The second association of the black box is the chambre noire–the central chamber of a camera between the lens and the eyepiece, into which light enters and where a kind of meaning is created. Here, the infinite possibilities of the outside world come in, but a single image is chosen, fixed upon the plane.

The third reference is the flight-data recorder that is used to trace the last moments before an airline disaster. And the disaster I will be referring to–although I will not necessarily describe it nor didactically enumerate its stages–is the German massacre of the Herero people in Southwest Africa.

…If The Magic Flute suggests the utopian moment of the Enlightenment, Black Box represents the other end of the spectrum.

the entire production was 20 minutes long. in one visit, i sat through it twice before the museum closed. and when i returned to berlin a week later, i attempted to see it again, banging on the closed bank doors like a… well, like someone who knew that the most extraordinary thing she’d ever seen was on the other side of that door and she was going to be fleeing 7,000 miles away from it without getting to see it again. that’s what it was like.

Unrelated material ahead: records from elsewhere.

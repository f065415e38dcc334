use std::sync::Arc;
use std::time::Instant;

use axum::Json;
use axum::extract::State;
use chrono::Utc;
use log::info;
use tokio::task::block_in_place;

use super::error::{ApiError, Result};
use super::state::AppState;
use super::types::*;
use crate::codec;
use crate::metrics;

/// 识别上传图片中的人脸
#[utoipa::path(
    post,
    path = "/recognize-face",
    request_body = RecognizeRequest,
    responses(
        (status = 200, body = RecognizeResponse),
        (status = 400, description = "请求里没有图片"),
        (status = 404, description = "没有检测到人脸，或者图库里没有匹配"),
        (status = 415, description = "图片数据无法解码"),
    )
)]
pub async fn recognize_handler(
    State(state): State<Arc<AppState>>,
    Json(request): Json<RecognizeRequest>,
) -> Result<Json<RecognizeResponse>> {
    let start = Instant::now();
    let result = do_recognize(&state, request).await;
    metrics::observe_recognize_duration(start.elapsed().as_secs_f64());
    match &result {
        Ok(_) => metrics::inc_recognize("matched"),
        Err(e) => metrics::inc_recognize(e.outcome()),
    }
    result
}

async fn do_recognize(
    state: &AppState,
    request: RecognizeRequest,
) -> Result<Json<RecognizeResponse>> {
    let payload =
        request.image.as_deref().filter(|image| !image.is_empty()).ok_or(ApiError::NoImage)?;

    let image = block_in_place(|| codec::decode_base64_image(payload))
        .map_err(|e| ApiError::InvalidImage(e.to_string()))?;

    let embeddings = block_in_place(|| state.encoder.detect_and_embed(&image))?;
    // 查询图片可能包含多张人脸，只用第一张
    let Some(query) = embeddings.into_iter().next() else {
        return Err(ApiError::NoFaceDetected);
    };

    let gallery = state.current_gallery().await;
    let name = gallery.recognize(&query, state.tolerance).ok_or(ApiError::NotRecognized)?;

    info!("识别成功: {name}");
    Ok(Json(RecognizeResponse {
        success: true,
        member: MemberInfo { name: name.to_string(), last_visit: Utc::now().to_rfc3339() },
    }))
}

/// 重新拉取远端图库并替换当前快照
#[utoipa::path(
    post,
    path = "/refresh-faces",
    responses(
        (status = 200, body = RefreshResponse),
    )
)]
pub async fn refresh_handler(
    State(state): State<Arc<AppState>>,
) -> Result<Json<RefreshResponse>> {
    let count = state.refresh_gallery().await;
    info!("图库刷新完成，共 {count} 张人脸");
    Ok(Json(RefreshResponse { success: true, count }))
}

/// 健康检查
#[utoipa::path(
    get,
    path = "/test",
    responses(
        (status = 200, body = TestResponse),
    )
)]
pub async fn test_handler(State(state): State<Arc<AppState>>) -> Json<TestResponse> {
    Json(TestResponse {
        status: "ok".to_string(),
        message: "Face recognition service is running".to_string(),
        time: Utc::now().to_rfc3339(),
        allowed_origins: state.allowed_origins.clone(),
    })
}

what was so extraordinary about black box was that it managed so many things that art usually so stupendously fails at dealing with: things that have to do with politics both past and present; cultural guilt and grief; memory and forgetting; the evocation of universal themes and then the subsequent questioning of what those themes are, what their validity is in the face of changed contexts, agency or audience; and it did all of these things while still managing to be startlingly, breath-gasping-and-all beautiful. it doesn’t try to do or invoke any of the above tropes or themes, but it fully realizes them all. seeing this piece set me about a mad rush to find, see and ingest as much of kentridge’s words and works as i could find.

what i found was a dearth of production that continually builds on its questions; a rare clarity of purpose and intent which belies an artist who is fully aware of his artistic project (and i don’t mean that in the same way that m.f.a. programs plague students with the assignation of a “project” that is to be their life-long noose) and his own existential boundary conditions. kentridge is wildly smart: well-read and with a wide berth of interests across the field of the humanities.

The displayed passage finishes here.